La lettre juridique n°942 du 13 avril 2023 : Baux commerciaux

[Jurisprudence] La cession du bail avec déspécialisation ne fait pas obstacle au déplafonnement du loyer lors du renouvellement du bail

Réf. : Cass. civ. 3, 15 février 2023, 21-25.849, FS-B N° Lexbase : A24169DT

Lecture: 13 min

N5026BZ8

Citer l'article

Créer un lien vers ce contenu

[Jurisprudence] La cession du bail avec déspécialisation ne fait pas obstacle au déplafonnement du loyer lors du renouvellement du bail. Lire en ligne : https://www.lexbase.fr/article-juridique/95054827-jurisprudencelacessiondubailavecdespecialisationnefaitpasobstacleaudeplafonnementduloy
Copier

par Sarah Andjechaïri-Tribillac, Maître de conférences à l’Université de Perpignan Via Domitia, Membre du CDEDys, UR n° 421

le 12 Avril 2023

Mots clés : bail commercial • cession-déspécialisation • fixation du loyer du bail renouvelé déplafonnement • modification notable de la destination des lieux • renonciation

La cession du droit au bail dans les conditions de l'article L. 145-51 du Code de commerce emporte, malgré une déspécialisation, le maintien du loyer jusqu'au terme du bail, mais ne prive pas le bailleur du droit d'invoquer le changement de destination intervenu au cours du bail expiré au soutien d'une demande en fixation du loyer du bail renouvelé. Il ne peut être déduit une renonciation du bailleur à solliciter le déplafonnement du loyer lors du renouvellement du bail du non-exercice du droit de rachat prioritaire ou de son absence d'opposition en justice à la déspécialisation.


 

L’arrêt du 15 février 2023 est l’occasion pour la troisième chambre civile de rappeler les conditions de l’article L. 145-51 du Code commerce N° Lexbase : L0348LT3 et de préciser les effets de la cession-déspécialisation sur le prix du bail au moment du renouvellement.

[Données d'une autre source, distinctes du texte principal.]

#[cfg(test)]
mod tests {
    use super::*;
    use crate::core::types::Phase;
    use crate::io::llm::LlmError;
    use crate::io::project::Language;
    use crate::test_support::{
        RecordingVcs, ScriptedLlm, ScriptedProjectRunner, failing_run, passing_run, source_block,
        test_block,
    };

    struct Harness {
        _temp: tempfile::TempDir,
        workspace: Workspace,
        kata: KataSpec,
    }

    impl Harness {
        fn new() -> Self {
            let temp = tempfile::tempdir().expect("tempdir");
            std::fs::create_dir_all(temp.path().join("src")).expect("mkdir");
            std::fs::write(temp.path().join("src/lib.rs"), "").expect("write lib");
            Self {
                workspace: Workspace::new(temp.path()),
                _temp: temp,
                kata: KataSpec::new("Add two numbers.", Language::Rust),
            }
        }

        fn run(
            &self,
            llm: &ScriptedLlm,
            runner: &mut ScriptedProjectRunner,
            vcs: &mut RecordingVcs,
            config: ControllerConfig,
        ) -> RunReport {
            CycleController::new(
                &self.kata,
                Collaborators { llm, runner, vcs },
                self.workspace.clone(),
                PromptBuilder::new(20_000).expect("prompts"),
                config,
            )
            .run()
        }

        fn read(&self, path: &str) -> Option<String> {
            std::fs::read_to_string(self.workspace.root().join(path)).ok()
        }
    }

    fn config(max_cycles: u32, max_attempts: u32) -> ControllerConfig {
        ControllerConfig {
            max_cycles,
            max_attempts,
        }
    }

    #[test]
    fn one_clean_cycle_makes_feat_then_refactor_commit() {
        let harness = Harness::new();
        let llm = ScriptedLlm::new([
            Ok(test_block("tests/test_add.rs", "use kata::add;")),
            Ok(source_block("src/lib.rs", "pub fn add() {}")),
            Ok(source_block("src/lib.rs", "pub fn add() -> () {}")),
        ]);
        let mut runner = ScriptedProjectRunner::new([
            failing_run("test result: FAILED"),
            passing_run(),
            passing_run(),
        ]);
        let mut vcs = RecordingVcs::default();

        let report = harness.run(&llm, &mut runner, &mut vcs, config(1, 3));

        assert_eq!(report.outcome, TerminalOutcome::Completed);
        assert_eq!(report.state.phase, Phase::Done);
        assert_eq!(report.commits().len(), 2);
        let messages = vcs.messages();
        assert!(messages[0].starts_with("feat:"), "{messages:?}");
        assert!(messages[0].contains("tests/test_add.rs"));
        assert!(messages[1].starts_with("refactor:"));
        assert_eq!(
            vcs.staged_before_commit(0),
            vec!["tests/test_add.rs".to_string(), "src/lib.rs".to_string()]
        );
        assert_eq!(llm.calls(), 3);
    }

    #[test]
    fn implementer_exhaustion_aborts_after_exact_budget() {
        let harness = Harness::new();
        let llm = ScriptedLlm::new([
            Ok(test_block("tests/test_add.rs", "use kata::add;")),
            Ok(source_block("src/lib.rs", "pub fn add() { todo!() }")),
            Ok(source_block("src/lib.rs", "pub fn add() { panic!() }")),
            Ok(source_block("src/lib.rs", "pub fn add() { loop {} }")),
            Ok(source_block("src/lib.rs", "never requested")),
        ]);
        let mut runner = ScriptedProjectRunner::new([
            failing_run("test result: FAILED"),
            failing_run("test result: FAILED"),
            failing_run("test result: FAILED"),
            failing_run("test result: FAILED"),
        ]);
        let mut vcs = RecordingVcs::default();

        let report = harness.run(&llm, &mut runner, &mut vcs, config(1, 3));

        let TerminalOutcome::Aborted(reason) = &report.outcome else {
            panic!("expected abort, got {:?}", report.outcome);
        };
        assert_eq!(reason.message, "implementer exhausted");
        assert_eq!(reason.phase, Phase::Green);
        assert_eq!(reason.attempts, 3);
        assert!(reason.exhausted);
        assert_eq!(report.state.phase, Phase::Failed);
        assert_eq!(llm.calls(), 4, "one tester call plus three implementer calls");
        assert!(vcs.messages().is_empty());
        assert_eq!(harness.read("src/lib.rs").as_deref(), Some(""));
    }

    #[test]
    fn passing_red_test_is_rejected_and_retried() {
        let harness = Harness::new();
        let llm = ScriptedLlm::new([
            Ok(test_block("tests/test_trivial.rs", "#[test] fn t() {}")),
            Ok(test_block("tests/test_add.rs", "use kata::add;")),
            Ok(source_block("src/lib.rs", "pub fn add() {}")),
            Ok("NO_REFACTOR_NEEDED".to_string()),
        ]);
        let mut runner = ScriptedProjectRunner::new([
            passing_run(),
            failing_run("test result: FAILED"),
            passing_run(),
        ]);
        let mut vcs = RecordingVcs::default();

        let report = harness.run(&llm, &mut runner, &mut vcs, config(1, 3));

        assert_eq!(report.outcome, TerminalOutcome::Completed);
        let first = &report.history()[0];
        assert_eq!(first.phase, Phase::Red);
        assert_eq!(first.attempt_number, 1);
        assert_eq!(
            first.rejection.as_ref().map(|r| r.kind),
            Some(RejectionKind::Precondition)
        );
        assert_eq!(report.history()[1].attempt_number, 2);
        assert!(harness.read("tests/test_trivial.rs").is_none(), "rejected test removed");

        let second_prompt = &llm.prompts()[1];
        assert!(second_prompt.user.contains("already passes"));

        assert_eq!(vcs.messages().len(), 1, "declined refactor makes no commit");
    }

    #[test]
    fn unparseable_reply_consumes_an_attempt() {
        let harness = Harness::new();
        let llm = ScriptedLlm::new([
            Ok("I think you should write a test.".to_string()),
            Ok("still no code".to_string()),
        ]);
        let mut runner = ScriptedProjectRunner::new([]);
        let mut vcs = RecordingVcs::default();

        let report = harness.run(&llm, &mut runner, &mut vcs, config(1, 2));

        let TerminalOutcome::Aborted(reason) = &report.outcome else {
            panic!("expected abort");
        };
        assert_eq!(reason.message, "tester exhausted");
        assert_eq!(reason.attempts, 2);
        assert_eq!(runner.runs(), 0, "no tests run for unparseable replies");
        assert!(
            report
                .history()
                .iter()
                .all(|r| r.rejection.as_ref().map(|r| r.kind) == Some(RejectionKind::Parse))
        );
    }

    #[test]
    fn tester_decline_ends_with_exhausted() {
        let harness = Harness::new();
        let llm = ScriptedLlm::new([Ok("NO_MORE_TESTS".to_string())]);
        let mut runner = ScriptedProjectRunner::new([]);
        let mut vcs = RecordingVcs::default();

        let report = harness.run(&llm, &mut runner, &mut vcs, config(3, 3));

        assert_eq!(report.outcome, TerminalOutcome::Exhausted);
        assert!(report.outcome.is_success());
        assert!(report.history()[0].declined);
    }

    #[test]
    fn llm_failure_aborts_without_retry() {
        let harness = Harness::new();
        let llm = ScriptedLlm::new([
            Err(LlmError::InvalidResponse("boom".to_string())),
            Ok(test_block("tests/test_add.rs", "never requested")),
        ]);
        let mut runner = ScriptedProjectRunner::new([]);
        let mut vcs = RecordingVcs::default();

        let report = harness.run(&llm, &mut runner, &mut vcs, config(1, 5));

        let TerminalOutcome::Aborted(reason) = &report.outcome else {
            panic!("expected abort");
        };
        assert!(reason.message.contains("boom"), "{}", reason.message);
        assert!(!reason.exhausted);
        assert_eq!(reason.phase, Phase::Red);
        assert_eq!(llm.calls(), 1);
        assert!(report.history().is_empty());
    }

    #[test]
    fn refactor_exhaustion_keeps_green_commit_and_restores_tree() {
        let harness = Harness::new();
        let llm = ScriptedLlm::new([
            Ok(test_block("tests/test_add.rs", "use kata::add;")),
            Ok(source_block("src/lib.rs", "pub fn add() {}")),
            Ok(source_block("src/lib.rs", "pub fn broken() {}")),
            Ok(source_block("src/lib.rs", "pub fn broken_again() {}")),
        ]);
        let mut runner = ScriptedProjectRunner::new([
            failing_run("test result: FAILED"),
            passing_run(),
            failing_run("test result: FAILED"),
            failing_run("test result: FAILED"),
        ]);
        let mut vcs = RecordingVcs::default();

        let report = harness.run(&llm, &mut runner, &mut vcs, config(2, 2));

        let TerminalOutcome::Aborted(reason) = &report.outcome else {
            panic!("expected abort");
        };
        assert_eq!(reason.message, "refactorer exhausted");
        assert_eq!(reason.phase, Phase::Refactor);
        assert_eq!(vcs.messages().len(), 1);
        assert!(vcs.messages()[0].starts_with("feat:"));
        assert_eq!(harness.read("src/lib.rs").as_deref(), Some("pub fn add() {}\n"));
    }

    #[test]
    fn implementer_retry_sees_latest_test_log() {
        let harness = Harness::new();
        let llm = ScriptedLlm::new([
            Ok(test_block("tests/test_add.rs", "use kata::add;")),
            Ok(source_block("src/lib.rs", "pub fn ad() {}")),
            Ok(source_block("src/lib.rs", "pub fn add() {}")),
            Ok("NO_REFACTOR_NEEDED".to_string()),
        ]);
        let mut runner = ScriptedProjectRunner::new([
            failing_run("unresolved import `kata::add`"),
            failing_run("cannot find function `add`, help: a function `ad` exists"),
            passing_run(),
        ]);
        let mut vcs = RecordingVcs::default();

        let report = harness.run(&llm, &mut runner, &mut vcs, config(1, 3));

        assert_eq!(report.outcome, TerminalOutcome::Completed);
        let prompts = llm.prompts();
        assert!(prompts[1].user.contains("unresolved import"));
        assert!(prompts[2].user.contains("a function `ad` exists"));
        assert!(prompts[2].user.contains("still fail"));
    }

    #[test]
    fn retry_feedback_accumulates_within_a_phase() {
        let harness = Harness::new();
        let llm = ScriptedLlm::new([
            Ok("Here is my plan for a test.".to_string()),
            Ok(test_block("tests/test_trivial.rs", "#[test] fn t() {}")),
            Ok("NO_MORE_TESTS".to_string()),
        ]);
        let mut runner = ScriptedProjectRunner::new([passing_run()]);
        let mut vcs = RecordingVcs::default();

        let report = harness.run(&llm, &mut runner, &mut vcs, config(1, 3));

        assert_eq!(report.outcome, TerminalOutcome::Exhausted);
        let prompts = llm.prompts();
        assert!(!prompts[0].user.contains("was rejected"));
        assert!(prompts[1].user.contains("Attempt 1 was rejected"));
        let third = &prompts[2].user;
        assert!(third.contains("Attempt 1 was rejected"), "{third}");
        assert!(third.contains("could not be used"), "{third}");
        assert!(third.contains("Attempt 2 was rejected"), "{third}");
        assert!(third.contains("already passes"), "{third}");
    }

    #[test]
    fn feedback_resets_when_the_phase_changes() {
        let harness = Harness::new();
        let llm = ScriptedLlm::new([
            Ok("no test yet".to_string()),
            Ok(test_block("tests/test_add.rs", "use kata::add;")),
            Ok(source_block("src/lib.rs", "pub fn add() {}")),
            Ok("NO_REFACTOR_NEEDED".to_string()),
        ]);
        let mut runner = ScriptedProjectRunner::new([failing_run("unresolved import"), passing_run()]);
        let mut vcs = RecordingVcs::default();

        let report = harness.run(&llm, &mut runner, &mut vcs, config(1, 3));

        assert_eq!(report.outcome, TerminalOutcome::Completed);
        assert!(llm.prompts()[1].user.contains("Attempt 1 was rejected"));
        assert!(!llm.prompts()[2].user.contains("was rejected"));
    }

    #[test]
    fn test_run_error_aborts_and_restores_edits() {
        let harness = Harness::new();
        let llm = ScriptedLlm::new([
            Ok(test_block("tests/test_add.rs", "use kata::add;")),
            Ok(source_block("src/lib.rs", "pub fn add() {}")),
            Ok(source_block("src/lib.rs", "never requested")),
        ]);
        let mut runner = ScriptedProjectRunner::from_results([
            Ok(failing_run("unresolved import")),
            Err(anyhow::anyhow!("spawn cargo: No such file or directory")),
        ]);
        let mut vcs = RecordingVcs::default();

        let report = harness.run(&llm, &mut runner, &mut vcs, config(1, 3));

        let TerminalOutcome::Aborted(reason) = &report.outcome else {
            panic!("expected abort, got {:?}", report.outcome);
        };
        assert!(!reason.exhausted);
        assert_eq!(reason.phase, Phase::Green);
        assert_eq!(reason.attempts, 1);
        assert!(reason.message.contains("spawn cargo"), "{}", reason.message);
        assert_eq!(report.state.attempts_in_phase, 0, "no attempt consumed");
        assert_eq!(llm.calls(), 2);
        assert_eq!(runner.runs(), 2);
        assert_eq!(harness.read("src/lib.rs").as_deref(), Some(""));
        assert!(vcs.messages().is_empty());
    }

    #[test]
    fn commit_failure_aborts_without_recording_a_commit() {
        let harness = Harness::new();
        let llm = ScriptedLlm::new([
            Ok(test_block("tests/test_add.rs", "use kata::add;")),
            Ok(source_block("src/lib.rs", "pub fn add() {}")),
        ]);
        let mut runner = ScriptedProjectRunner::new([failing_run("unresolved import"), passing_run()]);
        let mut vcs = RecordingVcs::failing_commits();

        let report = harness.run(&llm, &mut runner, &mut vcs, config(1, 3));

        let TerminalOutcome::Aborted(reason) = &report.outcome else {
            panic!("expected abort, got {:?}", report.outcome);
        };
        assert!(!reason.exhausted);
        assert_eq!(reason.phase, Phase::Green);
        assert!(reason.message.contains("index.lock"), "{}", reason.message);
        assert_eq!(report.state.attempts_in_phase, 0);
        assert!(report.commits().is_empty());
        assert!(vcs.messages().is_empty());
        assert_eq!(harness.read("src/lib.rs").as_deref(), Some(""));
    }

    #[test]
    fn log_tail_respects_char_boundaries() {
        let log = "é".repeat(FEEDBACK_LOG_TAIL_BYTES);
        let tail = log_tail(&log);
        assert!(tail.len() <= FEEDBACK_LOG_TAIL_BYTES);
        assert!(tail.chars().all(|c| c == 'é'));
    }
}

En l’espèce, les bailleurs ont donné en juillet 2008, un local à bail à usage de commerce de gravures, reliures, encadrements, maroquinerie, décoration ou similaire. Un peu plus de deux ans après la conclusion du bail, la cession dudit bail avec déspécialisation en application des dispositions de l’article L. 145-51 du Code de commerce a été signifiée aux bailleurs. Le bail venant à expiration, les bailleurs ont délivré congé avec offre de renouvellement du bail moyennant le paiement d'un loyer fixé selon la valeur locative, puis ont saisi le juge des loyers commerciaux d'une demande en fixation du nouveau loyer.

Or, le locataire, d’accord sur le principe du renouvellement, soutenait que les bailleurs ne pouvaient invoquer la déspécialisation pour obtenir la modification du loyer lors du renouvellement du bail.

Mais les juges du fond ont fait droit à la demande des bailleurs. Ils ont retenu que le loyer renouvelé devait être fixé à la valeur locative et ont désigné, avant dire droit, un expert afin de déterminer la valeur locative des locaux.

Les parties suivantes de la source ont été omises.